Stanza plays nicely with Dropbox, also available for the iPhone, which makes it easy to keep your files in sync.
I would like if it was possible to perform a text search across the whole library, not just the current book.
PlainText
This is a useful plain text editor by Hog Bay Software. You can title notes and organize them in folders. It is tightly integrated with Dropbox, so any notes you take on the go are immediately available on your computer, too (and vice versa). It works without Dropbox, too (useful even if you do have account, because you still take and save notes without an active connection – syncing is just deferred until it gets a chance). Free; you can pay a couple bucks to remove the unobtrusive ads.
AutoStitch
There are a number of panoramic photo apps available. This is the one I have, and it’s great. Take a bunch of overlapping photos, select ’em, and “boom” – panorama. It’s easy, it’s fast, and it’s fun.
Poke around the company website – the people behind the program have some other interesting image processing projects, too.
Kinetic
The built-in Maps app is great, but Kinetic by Mothership is a nifty GPS logger for those occasions when you wonder “just how far is that ride” or “I wonder how fast I can bomb down that hill with a bike full of groceries”. You can customize the display with everything from signal strength to pace, but in my typical usage I just turn it on and pocket the phone (screen off) before hopping on my bike.

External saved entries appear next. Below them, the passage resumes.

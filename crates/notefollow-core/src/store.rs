//! Pure state transitions for the tracked dataset.
//!
//! Every function takes the current state by value and returns the next one.
//! Nothing here reads the clock or touches storage; the caller supplies the
//! observation instant and persists the result.

use chrono::{DateTime, FixedOffset};

use crate::types::{Dataset, Profile, Record};

/// Creates a dataset seeded with one record for the calendar day of `at`.
#[must_use]
pub fn initialize(
    creator_id: &str,
    profile: Profile,
    follower_count: i64,
    at: DateTime<FixedOffset>,
) -> Dataset {
    Dataset {
        creator_id: creator_id.to_owned(),
        profile,
        records: vec![Record {
            date: at.date_naive(),
            followers: follower_count,
            change: 0,
            timestamp: Some(at),
        }],
        last_updated: Some(at),
    }
}

/// Merges a freshly fetched count into the series.
///
/// The calendar day is the local date of `at`. When the series already holds a
/// record for that day it is overwritten in place and its `change` is taken
/// against the record just before it, so repeated fetches on one day never
/// compound. Otherwise a new record is appended with `change` relative to the
/// last record.
#[must_use]
pub fn reconcile(
    mut series: Vec<Record>,
    follower_count: i64,
    at: DateTime<FixedOffset>,
) -> Vec<Record> {
    let today = at.date_naive();

    if let Some(index) = series.iter().position(|r| r.date == today) {
        let baseline = index
            .checked_sub(1)
            .map_or(follower_count, |prev| series[prev].followers);
        series[index] = Record {
            date: today,
            followers: follower_count,
            change: follower_count.saturating_sub(baseline),
            timestamp: Some(at),
        };
        return series;
    }

    let baseline = series.last().map_or(follower_count, |r| r.followers);
    series.push(Record {
        date: today,
        followers: follower_count,
        change: follower_count.saturating_sub(baseline),
        timestamp: Some(at),
    });
    series
}

/// Overwrites the profile snapshot.
#[must_use]
pub fn replace_profile(
    mut dataset: Dataset,
    profile: Profile,
    at: DateTime<FixedOffset>,
) -> Dataset {
    dataset.profile = profile;
    dataset.last_updated = Some(at);
    dataset
}

/// Applies one refresh: new profile snapshot plus the reconciled count.
#[must_use]
pub fn refresh(
    dataset: Dataset,
    profile: Profile,
    follower_count: i64,
    at: DateTime<FixedOffset>,
) -> Dataset {
    let mut dataset = replace_profile(dataset, profile, at);
    dataset.records = reconcile(std::mem::take(&mut dataset.records), follower_count, at);
    dataset
}

#[cfg(test)]
#[path = "store_test.rs"]
mod tests;
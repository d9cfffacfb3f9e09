//! Domain model and pure logic for tracking one creator's follower count.

pub mod app_config;
pub mod clock;
pub mod codec;
pub mod config;
pub mod error;
pub mod stats;
pub mod store;
pub mod types;
pub mod view;

pub use app_config::{AppConfig, Environment};
pub use clock::{Clock, FixedClock, SystemClock, TrackingZone};
pub use codec::{deserialize, export_filename, inspect, serialize, DatasetWarning};
pub use config::{load_app_config, load_app_config_from_env};
pub use error::{ConfigError, CoreError};
pub use stats::{compute_stats, nearest_on_or_before, Stats};
pub use types::{Creator, Dataset, Profile, Record};
pub use view::DashboardView;
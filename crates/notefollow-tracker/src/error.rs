use notefollow_client::ClientError;
use notefollow_core::CoreError;
use notefollow_storage::StorageError;
use thiserror::Error;

#[derive(Debug, Error)]
pub enum TrackerError {
    #[error("creator id must not be empty")]
    EmptyCreatorId,

    #[error("no creator is being tracked yet")]
    NotTracking,

    #[error("already tracking '{creator_id}'")]
    AlreadyTracking { creator_id: String },

    /// Another write holds the busy flag.
    #[error("another update is already in progress")]
    Busy,

    #[error("{action} overwrites the stored data and must be confirmed")]
    ConfirmationRequired { action: &'static str },

    #[error(transparent)]
    Fetch(#[from] ClientError),

    #[error("import rejected: {0}")]
    Import(#[source] CoreError),

    #[error("export failed: {0}")]
    Export(#[source] CoreError),

    #[error(transparent)]
    Persistence(#[from] StorageError),
}
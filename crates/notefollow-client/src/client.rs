//! HTTP client for the creator profile proxy.
//!
//! One request per call; failures are returned as typed errors and never
//! retried here.

use std::time::Duration;

use notefollow_core::Creator;
use reqwest::{Client, StatusCode, Url};

use crate::error::ClientError;
use crate::types::CreatorResponse;

/// Client for the `?id=<creator>` profile proxy.
///
/// Use [`NoteClient::new`] with the configured proxy URL, or point it at a
/// mock server in tests.
pub struct NoteClient {
    client: Client,
    proxy_url: Url,
}

impl NoteClient {
    /// Creates a client with configured timeout and `User-Agent`.
    ///
    /// # Errors
    ///
    /// Returns [`ClientError::InvalidUrl`] if `proxy_url` does not parse, or
    /// [`ClientError::Unreachable`] if the underlying `reqwest::Client`
    /// cannot be constructed.
    pub fn new(proxy_url: &str, timeout_secs: u64, user_agent: &str) -> Result<Self, ClientError> {
        let proxy_url = Url::parse(proxy_url).map_err(|e| ClientError::InvalidUrl {
            url: proxy_url.to_owned(),
            reason: e.to_string(),
        })?;

        let client = Client::builder()
            .timeout(Duration::from_secs(timeout_secs))
            .connect_timeout(Duration::from_secs(10))
            .user_agent(user_agent)
            .build()?;

        Ok(Self { client, proxy_url })
    }

    /// Fetches the current profile and follower count of `creator_id`.
    ///
    /// # Errors
    ///
    /// - [`ClientError::NotFound`]: HTTP 404, or a 200 without `data`.
    /// - [`ClientError::ApiError`]: any other non-2xx status.
    /// - [`ClientError::Unreachable`]: network or TLS failure.
    /// - [`ClientError::Deserialize`]: response body is not the expected JSON.
    pub async fn fetch_creator(&self, creator_id: &str) -> Result<Creator, ClientError> {
        let url = self.creator_url(creator_id);
        tracing::debug!(creator_id, url = %url, "fetching creator profile");

        let response = self.client.get(url).send().await?;
        let status = response.status();

        if status == StatusCode::NOT_FOUND {
            return Err(ClientError::NotFound {
                creator_id: creator_id.to_owned(),
            });
        }

        if !status.is_success() {
            tracing::warn!(creator_id, status = status.as_u16(), "profile endpoint error");
            return Err(ClientError::ApiError {
                status: status.as_u16(),
                creator_id: creator_id.to_owned(),
            });
        }

        let body = response.text().await?;
        let parsed = serde_json::from_str::<CreatorResponse>(&body).map_err(|e| {
            ClientError::Deserialize {
                context: format!("creator {creator_id}"),
                source: e,
            }
        })?;

        let creator: Creator = parsed
            .data
            .ok_or_else(|| ClientError::NotFound {
                creator_id: creator_id.to_owned(),
            })?
            .into();

        tracing::info!(
            creator_id,
            urlname = %creator.urlname,
            followers = creator.follower_count,
            "fetched creator profile"
        );
        Ok(creator)
    }

    /// Builds `<proxy>?id=<creator_id>`; the id is percent-encoded.
    fn creator_url(&self, creator_id: &str) -> Url {
        let mut url = self.proxy_url.clone();
        url.query_pairs_mut().clear().append_pair("id", creator_id);
        url
    }
}

#[cfg(test)]
#[path = "client_test.rs"]
mod tests;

It’s fun to examine the logs. As you drag the progress marker along the bottom of the screen, corresponding markers on the map and speed/elevation graph show where you were and how you were moving at that point in your ride. I think there are some minor improvements that could boost the utility of the graph feature, such as a moving the value labels from the endpoints to the vicinity of the marker when zoomed in (at present, you can’t see the labels when zoomed in to look at the details of the graph).
Star Walk
What star or planet is that? Launch Star Walk, hold the phone up to the sky, adjust the brightness setting to approximate what’s actually visible, and tap the object in question to see its name and details. It’s a clever use of various sensors to simplify search based on where you are and where you’re looking. To be honest, I haven’t made many opportunities to consult it out under the night sky yet, but I think just playing around with it can help you learn where to look for things.
(For another example of the powerful convergence of sensors and portable processing mojo, check out Word Lens. I’ve tried the demo, which just reverses words instead of translating them – even so, given bright lighting, it’s space-age cool.)
Posted on Sunday, December 19th, 2010. Tags: iphone.